£1.7m to improve access at Aldershot stationBy Amy Taylor
February 18, 2013
DISABLED access at Aldershot railway station is finally set to improve, after work began on a £1.7million project to build a bridge between platforms.
The start of the long-anticipated scheme, which will also include two lifts at either end of the bridge, marks a milestone for train users with disabilities, who have struggled to use the station for decades.
Owen Durrett, of the Rushmoor Access Group, said he was pleased to see ‘positive changes’ to the station after years of nearly no disabled access there.
“It’s long overdue and we are pleased to see it,” he said. “It will now have the same facilities as at Farnborough, which was finished last year, and there is an overall programme of improvement on the way.
Access for wheelchair users had been ‘almost impossible’, he added, with many people having to make alternative arrangements to travelling by train.
“With prior notice they could taxi people to Fleet to get a connection there, so they were not uncaring,” he said. “They have tried their best, but we are delighted that it’s changed.
“It will encourage all sorts of people to use the station, not just disabled people but anyone with mobility issues, elderly people, or mums with pushchairs.”

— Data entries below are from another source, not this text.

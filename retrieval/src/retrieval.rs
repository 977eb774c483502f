use crate::cache_key::cache_key;
use crate::config::RetrievalConfig;
use crate::error::{Result, RetrievalError};
use crate::request::SearchRequest;
use crate::result::{CachedResults, SearchResults, SearchStats};
use crate::scorer::HybridScorer;
use log::{debug, info, warn};
use rag_utils_cache::PersistentFifoCache;
use rag_utils_tokenizer::{StopWords, Tokenizer};
use rag_vector_store::{Document, DocumentSet};
use std::sync::Arc;
use std::time::Instant;
use tokio::sync::Mutex;

type QueryCache = PersistentFifoCache<CachedResults>;

/// Hybrid retrieval engine combining lexical and vector similarity behind a
/// persistent query cache
pub struct HybridRetrieval {
    config: RetrievalConfig,
    scorer: Arc<HybridScorer>,
    cache: Option<Mutex<QueryCache>>,
}

impl HybridRetrieval {
    /// Index `documents` and open the query cache.
    pub fn new(config: RetrievalConfig, documents: DocumentSet) -> Result<Self> {
        config.validate().map_err(RetrievalError::InvalidConfig)?;

        info!(
            "Initializing hybrid retrieval engine over {} documents",
            documents.len()
        );

        let stopwords = match &config.stopwords_path {
            Some(path) => StopWords::load(path)?,
            None => StopWords::english(),
        };
        let tokenizer = Tokenizer::new(stopwords).with_min_token_len(config.min_token_len);
        let scorer = HybridScorer::new(documents, tokenizer, config.fuzzy_threshold)?;

        Self::from_parts(config, Arc::new(scorer))
    }

    /// Wrap an already built scorer, e.g. one shared between engines with
    /// different cache settings.
    pub fn from_parts(config: RetrievalConfig, scorer: Arc<HybridScorer>) -> Result<Self> {
        config.validate().map_err(RetrievalError::InvalidConfig)?;

        let cache = if config.enable_cache {
            let cache = QueryCache::open(config.cache_path.clone(), config.cache_size)?;
            info!(
                "Query cache at {} holds {} entries",
                config.cache_path.display(),
                cache.len()
            );
            Some(Mutex::new(cache))
        } else {
            None
        };

        Ok(Self {
            config,
            scorer,
            cache,
        })
    }

    /// Search with this engine's default top-k, weights and thresholds
    pub async fn search_text(
        &self,
        query_text: &str,
        query_vector: Vec<f32>,
    ) -> Result<SearchResults> {
        let request = self.config.request(query_text, query_vector);
        self.search(&request).await
    }

    /// Rank the corpus for `request`, serving repeats from the cache.
    ///
    /// Cache keys include the corpus fingerprint, so entries persisted by an
    /// engine over other documents or index settings are never served.
    /// The cache lock is held from lookup through insertion, so concurrent
    /// identical misses score once and the second is served from cache.
    /// Failing to persist a new entry is logged and does not fail the search.
    pub async fn search(&self, request: &SearchRequest) -> Result<SearchResults> {
        let start = Instant::now();
        request.validate()?;

        debug!(
            "Hybrid search for: '{}' (top_k {})",
            request.query_text, request.top_k
        );

        let mut stats = SearchStats::default();

        let output = match &self.cache {
            Some(cache) => {
                let key = cache_key(
                    request,
                    self.config.fingerprint_prefix_len,
                    self.scorer.fingerprint(),
                );
                let mut cache = cache.lock().await;

                if let Some(cached) = cache.get(&key) {
                    info!("Cache hit for query: '{}'", request.query_text);
                    stats.cache_hit = true;
                    cached.clone()
                } else {
                    let output = self.scorer.score(request, &mut stats)?;
                    if let Err(err) = cache.put(key, output.clone()) {
                        warn!("Query cache is running in memory only: {err}");
                    }
                    output
                }
            }
            None => self.scorer.score(request, &mut stats)?,
        };

        stats.total_time_ms = start.elapsed().as_millis() as u64;

        let results = SearchResults::new(request.query_text.clone())
            .with_results(output.results)
            .with_total_candidates(output.total_candidates)
            .with_stats(stats);

        info!(
            "Search completed in {}ms, returned {} results",
            results.stats.total_time_ms,
            results.len()
        );

        Ok(results)
    }

    /// Clear search cache, including its persisted file
    pub async fn clear_cache(&self) -> Result<()> {
        if let Some(cache) = &self.cache {
            cache.lock().await.clear()?;
            info!("Search cache cleared");
        }
        Ok(())
    }

    /// Get cache statistics
    pub async fn cache_stats(&self) -> CacheStats {
        match &self.cache {
            Some(cache) => {
                let cache = cache.lock().await;
                CacheStats {
                    size: cache.len(),
                    capacity: cache.capacity(),
                }
            }
            None => CacheStats::default(),
        }
    }

    /// Document behind a result's `doc_index`
    pub fn document(&self, doc_index: usize) -> Option<&Document> {
        self.scorer.documents().get(doc_index)
    }

    pub fn documents(&self) -> &DocumentSet {
        self.scorer.documents()
    }

    pub fn scorer(&self) -> &Arc<HybridScorer> {
        &self.scorer
    }

    /// Get configuration
    pub fn config(&self) -> &RetrievalConfig {
        &self.config
    }
}

/// Cache statistics
#[derive(Debug, Clone, Copy, Default, PartialEq, Eq)]
pub struct CacheStats {
    pub size: usize,
    pub capacity: usize,
}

He said he knew it was a subject close to many people’s hearts, with campaigns having been run long before he joined the access group.

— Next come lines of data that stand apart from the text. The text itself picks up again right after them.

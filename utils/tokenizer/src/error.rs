use thiserror::Error;

#[derive(Error, Debug)]
pub enum TokenizerError {
    #[error("Failed to read stopword list {path}: {source}")]
    Io {
        path: String,
        #[source]
        source: std::io::Error,
    },
}

pub type Result<T> = std::result::Result<T, TokenizerError>;
use rag_utils_cache::CacheError;
use rag_utils_tokenizer::TokenizerError;
use rag_vector_store::VectorStoreError;
use thiserror::Error;

#[derive(Error, Debug)]
pub enum RetrievalError {
    #[error("Vector store error: {0}")]
    VectorStore(#[from] VectorStoreError),

    #[error("Tokenizer error: {0}")]
    Tokenizer(#[from] TokenizerError),

    #[error("Cache error: {0}")]
    Cache(#[from] CacheError),

    #[error("Invalid configuration: {0}")]
    InvalidConfig(String),

    #[error("Invalid search request: {0}")]
    InvalidRequest(String),

    /// Prebuilt indices do not cover the same documents
    #[error(
        "Index sizes disagree: {documents} documents, {lexical} lexical entries, {vectors} vectors"
    )]
    MismatchedIndices {
        documents: usize,
        lexical: usize,
        vectors: usize,
    },

    #[error("Failed to read configuration {path}: {source}")]
    ConfigIo {
        path: String,
        #[source]
        source: std::io::Error,
    },

    #[error("Failed to parse configuration: {0}")]
    ConfigParse(#[from] toml::de::Error),
}

impl RetrievalError {
    /// The query vector does not match the indexed dimensionality. The
    /// engine is unaffected; the caller should reject the query.
    pub fn is_dimension_mismatch(&self) -> bool {
        matches!(
            self,
            RetrievalError::VectorStore(VectorStoreError::DimensionMismatch { .. })
        )
    }

    /// The corpus could not be indexed.
    pub fn is_invalid_document(&self) -> bool {
        matches!(
            self,
            RetrievalError::VectorStore(VectorStoreError::InvalidDocument { .. })
        )
    }
}

pub type Result<T> = std::result::Result<T, RetrievalError>;
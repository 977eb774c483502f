use crate::config::RetrievalConfig;
use crate::error::{Result, RetrievalError};
use serde::{Deserialize, Serialize};

/// One hybrid search: the query in both representations plus the knobs
/// that shape its ranking.
#[derive(Debug, Clone, PartialEq, Serialize, Deserialize)]
pub struct SearchRequest {
    pub query_text: String,

    /// Dense query embedding from the external embedding provider
    pub query_vector: Vec<f32>,

    pub top_k: usize,
    pub text_weight: f32,
    pub vector_weight: f32,

    /// Candidates need `text_score >= text_threshold`
    pub text_threshold: f32,

    /// Candidates need `vector_score >= vector_threshold`
    pub vector_threshold: f32,
}

impl SearchRequest {
    /// Request with the default top-k, weights and thresholds
    pub fn new(query_text: impl Into<String>, query_vector: Vec<f32>) -> Self {
        RetrievalConfig::default().request(query_text, query_vector)
    }

    pub fn with_top_k(mut self, top_k: usize) -> Self {
        self.top_k = top_k;
        self
    }

    pub fn with_weights(mut self, text_weight: f32, vector_weight: f32) -> Self {
        self.text_weight = text_weight;
        self.vector_weight = vector_weight;
        self
    }

    pub fn with_thresholds(mut self, text_threshold: f32, vector_threshold: f32) -> Self {
        self.text_threshold = text_threshold;
        self.vector_threshold = vector_threshold;
        self
    }

    /// Whether the lexical channel contributes anything to this request.
    ///
    /// With a zero text weight and a threshold every score clears, lexical
    /// scores change neither membership nor order, so scoring them is skipped.
    pub fn needs_lexical(&self) -> bool {
        self.text_weight != 0.0 || self.text_threshold > 0.0
    }

    pub fn validate(&self) -> Result<()> {
        for (name, weight) in [
            ("text_weight", self.text_weight),
            ("vector_weight", self.vector_weight),
        ] {
            if !weight.is_finite() || weight < 0.0 {
                return Err(RetrievalError::InvalidRequest(format!(
                    "{name} must be a non-negative number, got {weight}"
                )));
            }
        }

        for (name, threshold) in [
            ("text_threshold", self.text_threshold),
            ("vector_threshold", self.vector_threshold),
        ] {
            if threshold.is_nan() {
                return Err(RetrievalError::InvalidRequest(format!(
                    "{name} must be a number"
                )));
            }
        }

        if let Some(position) = self.query_vector.iter().position(|v| !v.is_finite()) {
            return Err(RetrievalError::InvalidRequest(format!(
                "query_vector[{position}] is not finite"
            )));
        }

        Ok(())
    }
}
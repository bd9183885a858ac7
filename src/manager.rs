pub mod scan_manager;

pub use scan_manager::{
    RustScanManager, ScanManagerAction, ScanManagerReconcileMessage, ScanManagerReconciler,
};
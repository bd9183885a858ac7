pub(crate) mod logging;

pub mod manager;
pub mod scan;

pub use nfc_reader_ndef as ndef;

uniffi::setup_scaffolding!();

Before the funding was approved, an underpass was the only means of getting between Aldershot’s three platforms.
The money for the project has come from a share of a £37.5million Department for Transport grant, shared among nearly 40 stations.
Work will also be carried out at Fleet and Farnborough and there will also be contributions from Hampshire County Council and South West Trains. The bridge and lifts will complement the previously-installed new lower ticket window for wheelchair users, a spokesman for the train company said.

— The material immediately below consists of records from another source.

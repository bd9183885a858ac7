//! Scan manager, owns the scan results and drives one reader session at a time
//!
//! Reader callbacks can arrive on any thread. They are queued as [`ScanEvent`]s
//! and applied by a single event loop thread, which is the only writer of the
//! store. The frontend learns about changes through reconcile messages.

use std::sync::Arc;

use flume::{Receiver, Sender, WeakSender};
use nfc_reader_macros::impl_reconcile_send;
use nfc_reader_ndef::NdefMessage;
use nfc_reader_util::{result_ext::ResultExt as _, short_id};
use parking_lot::RwLock;
use tap::TapFallible as _;
use tracing::{debug, error, info, warn};

use crate::scan::{
    InvalidationReason, ListError, NfcScanCapability, ScanAlert, ScanConfig, ScanError,
    ScanListDataSource as _, ScanListPresenter, ScanResultStore, ScanSessionHandle,
    capability::{ScanEvent, SessionId},
    presenter::saturating_u32,
};

type Message = ScanManagerReconcileMessage;
type Action = ScanManagerAction;

#[derive(Debug, Clone, Hash, PartialEq, Eq, uniffi::Enum)]
pub enum ScanManagerReconcileMessage {
    ScanStarted,
    /// A new group was appended at this index, reload the list
    GroupAppended(u32),
    ScanFinished,
    ScanCancelled,
    ScanFailed(ScanError),
    ShowAlert(ScanAlert),
}

#[uniffi::export(callback_interface)]
pub trait ScanManagerReconciler: Send + Sync + std::fmt::Debug + 'static {
    /// Tells the frontend to reconcile the manager changes
    fn reconcile(&self, message: ScanManagerReconcileMessage);
}

#[derive(Debug, Copy, Clone, Hash, Eq, PartialEq, uniffi::Enum)]
pub enum ScanManagerAction {
    StartScan,
    CancelScan,
}

#[derive(Debug, Clone, Default, PartialEq, Eq)]
enum SessionState {
    #[default]
    Idle,
    Scanning(SessionId),
}

#[derive(Debug, Default)]
pub struct ScanManagerState {
    store: ScanResultStore,
    session: SessionState,
}

#[derive(Clone, Debug, uniffi::Object)]
pub struct RustScanManager {
    state: Arc<RwLock<ScanManagerState>>,
    config: Arc<ScanConfig>,
    capability: Arc<dyn NfcScanCapability>,
    events: Sender<ScanEvent>,
    pub reconciler: Sender<Message>,
    pub reconcile_receiver: Arc<Receiver<Message>>,
}

#[uniffi::export]
impl RustScanManager {
    #[uniffi::constructor]
    pub fn new(capability: Box<dyn NfcScanCapability>) -> Self {
        Self::with_config(capability, ScanConfig::default())
    }

    #[uniffi::constructor]
    pub fn with_config(capability: Box<dyn NfcScanCapability>, config: ScanConfig) -> Self {
        // one time init
        crate::logging::init();

        let (event_sender, event_receiver) = flume::unbounded();
        let (sender, receiver) = flume::bounded(1000);

        let state = Arc::new(RwLock::new(ScanManagerState::default()));
        let config = Arc::new(config);
        let capability: Arc<dyn NfcScanCapability> = Arc::from(capability);

        let event_loop = ScanEventLoop {
            state: state.clone(),
            config: config.clone(),
            capability: capability.clone(),
            events: event_sender.downgrade(),
            reconciler: sender.clone(),
        };

        std::thread::spawn(move || event_loop.run(event_receiver));

        Self {
            state,
            config,
            capability,
            events: event_sender,
            reconciler: sender,
            reconcile_receiver: Arc::new(receiver),
        }
    }

    #[uniffi::method]
    pub fn listen_for_updates(&self, reconciler: Box<dyn ScanManagerReconciler>) {
        let reconcile_receiver = self.reconcile_receiver.clone();

        std::thread::spawn(move || {
            while let Ok(field) = reconcile_receiver.recv() {
                // call the reconcile method on the frontend
                reconciler.reconcile(field);
            }
        });
    }

    /// Action from the frontend to change the state of the manager
    #[uniffi::method]
    pub fn dispatch(&self, action: Action) {
        match action {
            Action::StartScan => self.start_scan(),
            Action::CancelScan => self.cancel_scan(),
        }
    }

    /// Ask the reader for one session, the result arrives as reconcile messages
    #[uniffi::method]
    pub fn start_scan(&self) {
        debug!("start scan requested");
        self.queue(ScanEvent::StartRequested);
    }

    #[uniffi::method]
    pub fn cancel_scan(&self) {
        debug!("cancel scan requested");
        self.queue(ScanEvent::CancelRequested);
    }

    #[uniffi::method]
    pub fn is_scanning(&self) -> bool {
        matches!(self.state.read().session, SessionState::Scanning(_))
    }

    #[uniffi::method]
    pub fn is_capability_available(&self) -> bool {
        self.capability.is_available()
    }

    #[uniffi::method]
    pub fn group_count(&self) -> u32 {
        let state = self.state.read();
        saturating_u32(self.presenter(&state.store).group_count())
    }

    #[uniffi::method]
    pub fn row_count(&self, group: u32) -> Result<u32, ListError> {
        let state = self.state.read();
        self.presenter(&state.store)
            .row_count(group as usize)
            .map(saturating_u32)
            .tap_err(|error| error!("list asked for rows of a missing group: {error}"))
    }

    #[uniffi::method]
    pub fn row_text(&self, group: u32, row: u32) -> Result<String, ListError> {
        let state = self.state.read();
        self.presenter(&state.store)
            .row_text(group as usize, row as usize)
            .tap_err(|error| error!("list asked for a missing row: {error}"))
    }

    #[uniffi::method]
    pub fn group_title(&self, group: u32) -> String {
        let state = self.state.read();
        self.presenter(&state.store).group_title(group as usize)
    }
}

impl RustScanManager {
    fn presenter<'a>(&'a self, store: &'a ScanResultStore) -> ScanListPresenter<'a> {
        ScanListPresenter::new(store, &self.config.group_title)
    }

    fn queue(&self, event: ScanEvent) {
        if let Err(error) = self.events.send(event) {
            error!("scan event loop is not running: {error:?}");
        }
    }
}

struct ScanEventLoop {
    state: Arc<RwLock<ScanManagerState>>,
    config: Arc<ScanConfig>,
    capability: Arc<dyn NfcScanCapability>,
    events: WeakSender<ScanEvent>,
    reconciler: Sender<Message>,
}

impl_reconcile_send!(ScanEventLoop, Message);

impl ScanEventLoop {
    fn run(self, receiver: Receiver<ScanEvent>) {
        while let Ok(event) = receiver.recv() {
            self.handle(event);
        }

        debug!("scan event loop stopped");
    }

    fn handle(&self, event: ScanEvent) {
        match event {
            ScanEvent::StartRequested => self.begin_session(),
            ScanEvent::CancelRequested => self.cancel_session(),
            ScanEvent::Detected { session, messages } => self.detected(session, messages),
            ScanEvent::Invalidated { session, reason } => self.invalidated(session, reason),
        }
    }

    fn is_active(&self, session: &SessionId) -> bool {
        matches!(&self.state.read().session, SessionState::Scanning(id) if id == session)
    }

    fn begin_session(&self) {
        if !self.capability.is_available() {
            warn!("NFC scanning is not available, not starting a session");
            return self.send(Message::ShowAlert(ScanAlert::CapabilityUnavailable));
        }

        if let SessionState::Scanning(id) = &self.state.read().session {
            return debug!("session {} already in progress, ignoring start", short_id(id.as_str()));
        }

        // manager is gone, nobody would hear about the result
        if self.events.upgrade().is_none() {
            return debug!("scan manager dropped, not starting a session");
        }

        let id = SessionId::new();
        self.state.write().session = SessionState::Scanning(id.clone());

        let handle = Arc::new(ScanSessionHandle::new(id.clone(), self.events.clone()));
        let begin = self
            .capability
            .begin_session(self.config.as_ref().clone(), handle)
            .map_err_str(InvalidationReason::BeginFailed);

        match begin {
            Ok(()) => {
                info!("scan session {} started", short_id(id.as_str()));
                self.send(Message::ScanStarted);
            }

            Err(reason) => {
                self.end_session(&id);
                self.fail(reason);
            }
        }
    }

    fn cancel_session(&self) {
        let session = std::mem::take(&mut self.state.write().session);
        let SessionState::Scanning(id) = session else {
            return debug!("no scan session to cancel");
        };

        info!("cancelling scan session {}", short_id(id.as_str()));
        self.capability.invalidate_session();
        self.send(Message::ScanCancelled);
    }

    fn detected(&self, session: SessionId, messages: Vec<NdefMessage>) {
        if !self.is_active(&session) {
            return debug!("ignoring detection from stale session {}", short_id(session.as_str()));
        }

        if messages.is_empty() {
            return warn!("detection without messages, nothing to add");
        }

        let stop_after_first_read = self.config.stop_after_first_read;
        let index = {
            let mut state = self.state.write();
            let index = state.store.append(messages);

            if stop_after_first_read {
                state.session = SessionState::Idle;
            }

            index
        };

        debug!("appended scan results as group {index}");
        self.send(Message::GroupAppended(saturating_u32(index)));

        if stop_after_first_read {
            self.send(Message::ScanFinished);
        }
    }

    fn invalidated(&self, session: SessionId, reason: InvalidationReason) {
        if !self.end_session(&session) {
            return debug!(
                "ignoring invalidation of stale session {}: {reason}",
                short_id(session.as_str())
            );
        }

        if !reason.is_failure() {
            return self.send(Message::ScanFinished);
        }

        self.fail(reason);
    }

    /// Back to idle if `session` is the active one, returns whether it was
    fn end_session(&self, session: &SessionId) -> bool {
        let mut state = self.state.write();
        let is_active = matches!(&state.session, SessionState::Scanning(id) if id == session);

        if is_active {
            state.session = SessionState::Idle;
        }

        is_active
    }

    fn fail(&self, reason: InvalidationReason) {
        error!("scan session invalidated: {reason}");
        self.send(Message::ScanFailed(ScanError::SessionInvalidated(reason)));
    }
}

Malcolm Page, estates manager for the South West Train-Network Rail Alliance, said: “We are delighted to start the work. The need to improve accessibility has been a priority for us for a long time and we have worked hard to deliver improvements for passengers.”
For many passengers the money cannot come soon enough.
Borough councillor Mike Roberts, a member of the Alton Line Users Association, has been calling for improvements for years. He said the group was supportive of the work, which will be completed by the summer.
“It has taken a long time but the need is important,” he said, adding that he hoped it signalled the start of wider improvements to the station.
“The emerging transport strategy and its focus on new initiatives, when agreed, will also benefit the future travelling arrangements.”